■ **Brief**
A single stretch of the material below is to be transcribed exactly, starting at the line with "let new_planet = command.into_new_planet(appearances);" and ending after the line with "the same name".

■ **Data extract**
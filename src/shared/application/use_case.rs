use crate::shared::errors::AppResult;
/// Base trait for all use cases following CQRS pattern
///
/// Command handlers implement [`UseCase`], read-only handlers implement [`Query`].
use async_trait::async_trait;

/// Base trait for use cases (command handlers)
#[async_trait]
pub trait UseCase<TCommand, TResult> {
    /// Execute the use case with the given command
    async fn execute(&self, command: TCommand) -> AppResult<TResult>;
}

/// Base trait for queries (query handlers)
#[async_trait]
pub trait Query<TQuery, TResult> {
    /// Execute the query
    async fn execute(&self, query: TQuery) -> AppResult<TResult>;
}
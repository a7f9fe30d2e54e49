/// Database test utilities with singleton pattern
///
/// Needs `TEST_DATABASE_URL`; every test using it is `#[ignore]`d by default.
use diesel::prelude::*;
use diesel::r2d2::{self, ConnectionManager, Pool};
use planet_catalog::shared::Database;
use std::sync::{Arc, Mutex, OnceLock};

type PgPool = Pool<ConnectionManager<PgConnection>>;

static DB: OnceLock<Arc<Database>> = OnceLock::new();

/// Get or create the migrated singleton test database
pub fn get_test_db() -> Arc<Database> {
    DB.get_or_init(|| {
        dotenvy::dotenv().ok();
        let test_db_url = std::env::var("TEST_DATABASE_URL")
            .expect("TEST_DATABASE_URL must be set in .env for tests");

        let manager = ConnectionManager::<PgConnection>::new(test_db_url);
        let pool: PgPool = r2d2::Pool::builder()
            .max_size(10)
            .build(manager)
            .expect("Failed to create test database pool");

        let db = Database::from_pool(pool);
        db.run_migrations().expect("Failed to migrate test database");
        Arc::new(db)
    })
    .clone()
}

/// Clean all test tables - use at the start of each test
pub fn clean_test_db() {
    let db = get_test_db();
    let mut conn = db.get_connection().expect("Failed to get DB connection");

    diesel::sql_query("TRUNCATE TABLE planets RESTART IDENTITY")
        .execute(&mut conn)
        .expect("Failed to clean planets");
}

/// Global test mutex for serialization
static TEST_LOCK: Mutex<()> = Mutex::new(());

/// Acquire test lock to ensure tests run serially
pub fn acquire_test_lock() -> std::sync::MutexGuard<'static, ()> {
    match TEST_LOCK.lock() {
        Ok(guard) => guard,
        Err(poisoned) => poisoned.into_inner(),
    }
}
mod command;
mod handler;
mod result;

pub use command::CreatePlanetCommand;
pub use handler::CreatePlanetHandler;
pub use result::CreatePlanetResult;
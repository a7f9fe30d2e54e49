// Shared Kernel - Domain Driven Design
// Following Clean Architecture + Hexagonal Architecture patterns

pub mod application; // Shared application layer patterns
pub mod config; // Environment-driven configuration
pub mod errors; // Shared error types
pub mod infrastructure; // Shared infrastructure (database)
pub mod utils; // Shared utilities

// Re-exports for convenience
pub use config::AppConfig;
pub use errors::{AppError, AppResult};
pub use infrastructure::database::Database;
use crate::modules::planet::domain::value_objects::{AppearanceCandidate, EnrichmentOutcome};

/// Reconciles external search hits against the name a planet is being created with
pub struct AppearanceMatcher;

impl AppearanceMatcher {
    /// Film count of the matching candidate.
    ///
    /// Every candidate is visited; when several match case-insensitively the
    /// last one wins. Counts of multiple matches are never summed.
    pub fn count_appearances(requested_name: &str, candidates: &[AppearanceCandidate]) -> Option<u32> {
        candidates
            .iter()
            .filter(|candidate| candidate.matches_name(requested_name))
            .last()
            .map(AppearanceCandidate::film_count)
    }

    /// Appearance count plus how it was obtained; a failed lookup counts as zero
    pub fn resolve<E>(
        requested_name: &str,
        lookup_result: Result<Vec<AppearanceCandidate>, E>,
    ) -> (u32, EnrichmentOutcome) {
        match lookup_result {
            Ok(candidates) => match Self::count_appearances(requested_name, &candidates) {
                Some(count) => (count, EnrichmentOutcome::Matched),
                None => (0, EnrichmentOutcome::NoMatch),
            },
            Err(_) => (0, EnrichmentOutcome::Unavailable),
        }
    }
}
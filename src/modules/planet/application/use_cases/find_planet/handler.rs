use async_trait::async_trait;
use std::sync::Arc;

use crate::modules::planet::application::use_cases::PLANET_NOT_FOUND;
use crate::modules::planet::domain::{Planet, PlanetRepository};
use crate::shared::application::use_case::Query;
use crate::shared::errors::{AppError, AppResult};

use super::query::FindPlanetQuery;

/// Query handler for fetching one planet by ID or name
pub struct FindPlanetHandler {
    planet_repository: Arc<dyn PlanetRepository>,
}

impl FindPlanetHandler {
    pub fn new(planet_repository: Arc<dyn PlanetRepository>) -> Self {
        Self { planet_repository }
    }
}

#[async_trait]
impl Query<FindPlanetQuery, Planet> for FindPlanetHandler {
    async fn execute(&self, query: FindPlanetQuery) -> AppResult<Planet> {
        let found = match &query {
            FindPlanetQuery::ById(id) => self.planet_repository.find_by_id(*id).await?,
            FindPlanetQuery::ByName(name) => self.planet_repository.find_by_name(name).await?,
        };

        found.ok_or_else(|| AppError::NotFound(PLANET_NOT_FOUND.to_string()))
    }
}
/// Shared application layer patterns
///
/// This module contains application-level abstractions used across
/// multiple bounded contexts.
pub mod pagination;
pub mod use_case;

pub use pagination::*;
pub use use_case::{Query, UseCase};
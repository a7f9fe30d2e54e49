use async_trait::async_trait;
use std::sync::Arc;

use crate::modules::planet::application::ports::AppearanceLookup;
use crate::modules::planet::application::use_cases::PLANET_ALREADY_REGISTERED;
use crate::modules::planet::domain::{AppearanceMatcher, EnrichmentOutcome, PlanetRepository};
use crate::shared::errors::{AppError, AppResult};
use crate::shared::utils::TimedOperation;
use crate::shared::application::use_case::UseCase;
use crate::{log_debug, log_info, log_warn};

use super::{command::CreatePlanetCommand, result::CreatePlanetResult};

/// Use case handler for creating a new planet
///
/// Checks the name is free, enriches the planet with its film appearance
/// count and stores it. Enrichment is best effort; persistence is not.
pub struct CreatePlanetHandler {
    planet_repository: Arc<dyn PlanetRepository>,
    appearance_lookup: Arc<dyn AppearanceLookup>,
}

impl CreatePlanetHandler {
    pub fn new(
        planet_repository: Arc<dyn PlanetRepository>,
        appearance_lookup: Arc<dyn AppearanceLookup>,
    ) -> Self {
        Self {
            planet_repository,
            appearance_lookup,
        }
    }

    /// One lookup call, never retried. Failures degrade to zero appearances.
    async fn enrich(&self, name: &str) -> (u32, EnrichmentOutcome) {
        let lookup_result = self.appearance_lookup.search(name).await;
        if let Err(e) = &lookup_result {
            log_warn!(
                "Appearance lookup unavailable for '{}', storing 0 appearances: {}",
                name,
                e
            );
        }

        AppearanceMatcher::resolve(name, lookup_result)
    }
}

#[async_trait]
impl UseCase<CreatePlanetCommand, CreatePlanetResult> for CreatePlanetHandler {
    async fn execute(&self, command: CreatePlanetCommand) -> AppResult<CreatePlanetResult> {
        let timer = TimedOperation::new("create planet");

        if self.planet_repository.exists_by_name(&command.name).await? {
            log_debug!("Rejected duplicate planet '{}'", command.name);
            return Err(AppError::AlreadyExists(PLANET_ALREADY_REGISTERED.to_string()));
        }

        let (appearances, enrichment) = self.enrich(&command.name).await;

        let new_planet = command.into_new_planet(appearances);
        let planet = match self.planet_repository.save(&new_planet).await {
            Ok(planet) => planet,
            Err(AppError::StorageConflict(detail)) => {
                // Lost the race against a concurrent create of the same name
                log_warn!(
                    "Planet '{}' was stored concurrently: {}",
                    new_planet.name,
                    detail
                );
                return Err(AppError::AlreadyExists(PLANET_ALREADY_REGISTERED.to_string()));
            }
            Err(e) => return Err(e),
        };

        log_info!(
            "Created planet {} '{}' with {} appearances ({:?})",
            planet.id,
            planet.name,
            planet.appearances,
            enrichment
        );
        timer.finish();

        Ok(CreatePlanetResult::new(planet, enrichment))
    }
}

#[cfg(test)]
mod tests {
    use super::*;
    use crate::modules::planet::application::ports::appearance_lookup::MockAppearanceLookup;
    use crate::modules::planet::domain::repositories::planet_repository::MockPlanetRepository;
    use crate::modules::planet::domain::{AppearanceCandidate, NewPlanet};

    fn command(name: &str) -> CreatePlanetCommand {
        CreatePlanetCommand::new(name.to_string(), "arid".to_string(), "desert".to_string())
    }

    fn films(n: usize) -> Vec<String> {
        (1..=n).map(|i| format!("film-{}", i)).collect()
    }

    fn handler(repo: MockPlanetRepository, lookup: MockAppearanceLookup) -> CreatePlanetHandler {
        CreatePlanetHandler::new(Arc::new(repo), Arc::new(lookup))
    }

    fn repo_accepting_save() -> MockPlanetRepository {
        let mut repo = MockPlanetRepository::new();
        repo.expect_exists_by_name().times(1).returning(|_| Ok(false));
        repo.expect_save()
            .times(1)
            .returning(|planet: &NewPlanet| Ok(planet.clone().into_planet(1)));
        repo
    }

    #[tokio::test]
    async fn stores_film_count_of_matching_candidate() {
        let mut lookup = MockAppearanceLookup::new();
        lookup
            .expect_search()
            .withf(|name| name == "Tatooine")
            .times(1)
            .returning(|_| Ok(vec![AppearanceCandidate::new("Tatooine", films(5))]));

        let result = handler(repo_accepting_save(), lookup)
            .execute(command("Tatooine"))
            .await
            .unwrap();

        assert_eq!(result.planet.id, 1);
        assert_eq!(result.planet.appearances, 5);
        assert_eq!(result.enrichment, EnrichmentOutcome::Matched);
    }

    #[tokio::test]
    async fn duplicate_name_skips_lookup_and_write() {
        let mut repo = MockPlanetRepository::new();
        repo.expect_exists_by_name().times(1).returning(|_| Ok(true));
        repo.expect_save().never();

        let mut lookup = MockAppearanceLookup::new();
        lookup.expect_search().never();

        let err = handler(repo, lookup)
            .execute(command("Tatooine"))
            .await
            .unwrap_err();

        match err {
            AppError::AlreadyExists(msg) => assert_eq!(msg, PLANET_ALREADY_REGISTERED),
            other => panic!("unexpected error: {other:?}"),
        }
    }

    #[tokio::test]
    async fn lookup_failure_still_creates_planet() {
        let mut lookup = MockAppearanceLookup::new();
        lookup
            .expect_search()
            .times(1)
            .returning(|_| Err(AppError::ExternalServiceError("Request timeout".to_string())));

        let result = handler(repo_accepting_save(), lookup)
            .execute(command("Alderaan"))
            .await
            .unwrap();

        assert_eq!(result.planet.appearances, 0);
        assert_eq!(result.enrichment, EnrichmentOutcome::Unavailable);
    }

    #[tokio::test]
    async fn no_matching_candidate_stores_zero() {
        let mut lookup = MockAppearanceLookup::new();
        lookup
            .expect_search()
            .times(1)
            .returning(|_| Ok(vec![AppearanceCandidate::new("Yavin IV", films(1))]));

        let result = handler(repo_accepting_save(), lookup)
            .execute(command("Yavin"))
            .await
            .unwrap();

        assert_eq!(result.planet.appearances, 0);
        assert_eq!(result.enrichment, EnrichmentOutcome::NoMatch);
    }

    #[tokio::test]
    async fn write_time_conflict_becomes_already_exists() {
        let mut repo = MockPlanetRepository::new();
        repo.expect_exists_by_name().times(1).returning(|_| Ok(false));
        repo.expect_save()
            .times(1)
            .returning(|_| Err(AppError::StorageConflict("planets_name_key".to_string())));

        let mut lookup = MockAppearanceLookup::new();
        lookup.expect_search().times(1).returning(|_| Ok(vec![]));

        let err = handler(repo, lookup)
            .execute(command("Hoth"))
            .await
            .unwrap_err();

        assert!(matches!(err, AppError::AlreadyExists(_)));
    }

    #[tokio::test]
    async fn storage_failure_is_propagated() {
        let mut repo = MockPlanetRepository::new();
        repo.expect_exists_by_name()
            .times(1)
            .returning(|_| Err(AppError::DatabaseError("pool exhausted".to_string())));

        let mut lookup = MockAppearanceLookup::new();
        lookup.expect_search().never();

        let err = handler(repo, lookup)
            .execute(command("Hoth"))
            .await
            .unwrap_err();

        assert!(matches!(err, AppError::DatabaseError(_)));
    }
}
mod handler;
mod query;

pub use handler::FindPlanetHandler;
pub use query::FindPlanetQuery;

■ **Output for this exercise**
        let new_planet = command.into_new_planet(appearances);
        let planet = match self.planet_repository.save(&new_planet).await {
            Ok(planet) => planet,
            Err(AppError::StorageConflict(detail)) => {
                // Lost the race against a concurrent create of the same name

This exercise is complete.